As the injury reports this week clarify the status for several Chiefs players on both sides of the ball, the total could cross 51 or settle back toward the opening number. Mecole Hardman‘s doubtful designation makes him feel like a longshot. But positive news on fellow wideouts Kadarius Toney and Ju-Ju Smith-Schuster could give Mahomes some better weapons for Sunday. On defense, Kansas City could also be without CB L’Jarius Sneed and LB Willie Gay against a Philadelphia offense that averaged 28.7 points per game this year.
Good news on the offensive players and bad news on the defensive side for Kansas City could push this number past 51. But, conversely, the opposite could also drive the number back down under 50. So while waiting until the final injury report may feel safer, it limits your opportunity to beat the closing number in the most-bet game of the season. As enticing as getting the total at 51 is, here are three reasons I decided to jump in this morning and take a position on the under at 50.5.
Philly’s pass rush will be a real problem for Kansas City
The Eagles’ pass rush hunted quarterbacks better than any other team by a significant margin. Philadelphia finished the regular season with 70 sacks, and continued its dominance in the postseason. The Eagles’ edge rushers ripped through the Giants offensive line for five more sacks in the divisional round and knocked out both 49ers quarterbacks in the NFC championship.
You can’t stop Patrick Mahomes, but a tenacious pass rush is the best way to slow him down. In his first two Super Bowl appearances, Mahomes was impacted by pressure with mixed results. He was able to rally to beat the 49ers with a 21-point fourth quarter, but never had a chance in 31-9 loss to Tampa Bay. While the Chiefs’ interior offensive line is a strength, the offensive tackles have been less reliable. RT Andrew Wylie ranks 67th as a pass blocker amongst tackles who took at least 20% of snaps this season. Considering the Eagles have four pass rushers with double-digit sacks on the season, I expect them to be able to exploit the weakest link of the Chiefs offensive line and limit some of the off-platform plays that make Mahomes so dangerous. Without the time for long-developing plays, we will see a more efficient than explosive Chiefs offense.
Eagles will lean hard on their rushing attack
Nick Sirianni is smart enough to know that Philadelphia’s best chance at outscoring Patrick Mahomes is to have him on the field as little as possible.
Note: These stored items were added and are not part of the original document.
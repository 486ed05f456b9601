use alloy_chains::NamedChain;
use serde::{Deserialize, Serialize};
use std::{fmt, str::FromStr, time::Duration};

/// The blockchain networks the vault is deployed on.
///
/// This is a closed set: all transaction state is partitioned by it.
#[derive(Clone, Copy, Debug, PartialEq, Eq, PartialOrd, Ord, Hash, Serialize, Deserialize)]
#[serde(rename_all = "lowercase")]
pub enum NetworkId {
    Ethereum,
    Bsc,
    Base,
}

impl NetworkId {
    /// Every supported network, in a stable order.
    pub const ALL: [Self; 3] = [Self::Ethereum, Self::Bsc, Self::Base];

    /// Returns the EIP-155 chain id.
    pub const fn chain_id(self) -> u64 {
        match self {
            Self::Ethereum => 1,
            Self::Bsc => 56,
            Self::Base => 8453,
        }
    }

    /// Returns the lowercase name used in configuration files.
    pub const fn as_str(self) -> &'static str {
        match self {
            Self::Ethereum => "ethereum",
            Self::Bsc => "bsc",
            Self::Base => "base",
        }
    }

    /// Returns the symbol of the network's native coin.
    pub fn native_symbol(self) -> &'static str {
        self.named_chain().native_currency_symbol().unwrap_or("ETH")
    }

    /// Returns the matching [`NamedChain`].
    pub const fn named_chain(self) -> NamedChain {
        match self {
            Self::Ethereum => NamedChain::Mainnet,
            Self::Bsc => NamedChain::BinanceSmartChain,
            Self::Base => NamedChain::Base,
        }
    }

    /// Built-in wait between confirmation and the balance refresh.
    ///
    /// Secondary read paths (indexers, load-balanced RPC nodes) lag behind the head of the
    /// chain; slower block times need a longer wait.
    pub const fn default_settle_delay(self) -> Duration {
        match self {
            Self::Ethereum => Duration::from_millis(12_000),
            Self::Bsc => Duration::from_millis(3_000),
            Self::Base => Duration::from_millis(2_000),
        }
    }
}

impl fmt::Display for NetworkId {
    fn fmt(&self, f: &mut fmt::Formatter<'_>) -> fmt::Result {
        f.write_str(self.as_str())
    }
}

/// Error returned when a network name or chain id is not supported.
#[derive(Clone, Debug, PartialEq, Eq, thiserror::Error)]
pub enum UnsupportedNetwork {
    #[error("unsupported network `{0}`, expected one of ethereum, bsc, base")]
    Name(String),
    #[error("unsupported chain id {0}")]
    ChainId(u64),
}

impl FromStr for NetworkId {
    type Err = UnsupportedNetwork;

    fn from_str(s: &str) -> Result<Self, Self::Err> {
        match s.to_ascii_lowercase().as_str() {
            "ethereum" | "mainnet" | "eth" => Ok(Self::Ethereum),
            "bsc" | "bnb" | "binance" => Ok(Self::Bsc),
            "base" => Ok(Self::Base),
            _ => Err(UnsupportedNetwork::Name(s.to_string())),
        }
    }
}

impl TryFrom<u64> for NetworkId {
    type Error = UnsupportedNetwork;

    fn try_from(chain_id: u64) -> Result<Self, Self::Error> {
        Self::ALL
            .into_iter()
            .find(|network| network.chain_id() == chain_id)
            .ok_or(UnsupportedNetwork::ChainId(chain_id))
    }
}

impl TryFrom<NamedChain> for NetworkId {
    type Error = UnsupportedNetwork;

    fn try_from(chain: NamedChain) -> Result<Self, Self::Error> {
        Self::try_from(chain as u64)
    }
}

impl From<NetworkId> for NamedChain {
    fn from(network: NetworkId) -> Self {
        network.named_chain()
    }
}
//! # vault-units
//!
//! Precision-safe conversion between human decimal amounts and integer base units.
//!
//! Amounts never pass through binary floating point: decimal strings are parsed into an
//! arbitrary-precision [`DecimalAmount`], scaled with integer arithmetic and checked by a
//! mandatory round trip before a [`BaseUnits`] value is handed out.
//!
//! ```
//! use vault_units::{to_base_units, to_decimal_string};
//!
//! let wei = to_base_units("1.5", 18)?;
//! assert_eq!(wei.to_string(), "1500000000000000000");
//! assert_eq!(to_decimal_string(&wei, 18)?, "1.5");
//! # Ok::<_, vault_units::UnitsError>(())
//! ```

#![cfg_attr(not(test), warn(unused_crate_dependencies))]

#[macro_use]
extern crate tracing;

mod base;
mod codec;
mod decimal;
mod display;
mod error;

pub use base::BaseUnits;
pub use codec::{AmountInput, MAX_DECIMALS, canonicalize, to_base_units, to_decimal_string};
pub use decimal::DecimalAmount;
pub use display::{
    DisplayOptions, FixedDisplay, format_decimal_for_display, format_fixed, format_for_display,
};
pub use error::UnitsError;
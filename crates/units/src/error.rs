use crate::MAX_DECIMALS;

/// Errors raised by the amount codec.
///
/// Codec errors always surface to the caller: there is no fallback to an approximate amount.
#[derive(Clone, Debug, PartialEq, Eq, thiserror::Error)]
pub enum UnitsError {
    #[error("invalid amount `{amount}`: {reason}")]
    InvalidAmount { amount: String, reason: &'static str },
    #[error("invalid decimals {0}, expected at most {MAX_DECIMALS}")]
    InvalidDecimals(u32),
    #[error("`{amount}` cannot be expressed with {decimals} decimals without losing precision")]
    PrecisionLoss { amount: String, decimals: u32 },
    #[error("{0} does not fit in 256 bits")]
    Overflow(String),
}

impl UnitsError {
    pub(crate) fn invalid(amount: impl Into<String>, reason: &'static str) -> Self {
        Self::InvalidAmount { amount: amount.into(), reason }
    }
}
That’s where being able to run the ball better than anyone team over the last five years makes a huge difference. The Chiefs defense, which ranks in the top half of the league against the run, will provide enough resistance to force Philadelphia to methodically work its way down the field, chewing up clock along the way. It’s a simple formula, and it’s hard to see the Eagles not depending on their biggest strength, the offensive line, with everything on the line.
Explosive plays won’t come as easy as they have all season
It makes sense to want to smash the over when the NFL’s two most explosive offenses take the field in a perfect climate. However, defensive coordinators Jonathan Gannon and Steve Spagnuolo know exactly what they are up against, and both defensive game plans have to start with limiting explosive plays. It’s not a far cry considering it’s been a strength of each unit, and part of both teams’ DNA this season.
Philadelphia ranks sixth in opposing explosive play rate, while Kansas City is only two spots below at eighth. Both the Eagles and Chiefs like to play two safeties, and bet they can kill drives by forcing negative plays before opposing offenses can drive the length of the field. It’s worked all season, and I am betting it will continue to work on Sunday. The offenses will get their points, but the defenses will make them earn it enough to keep this one under the total.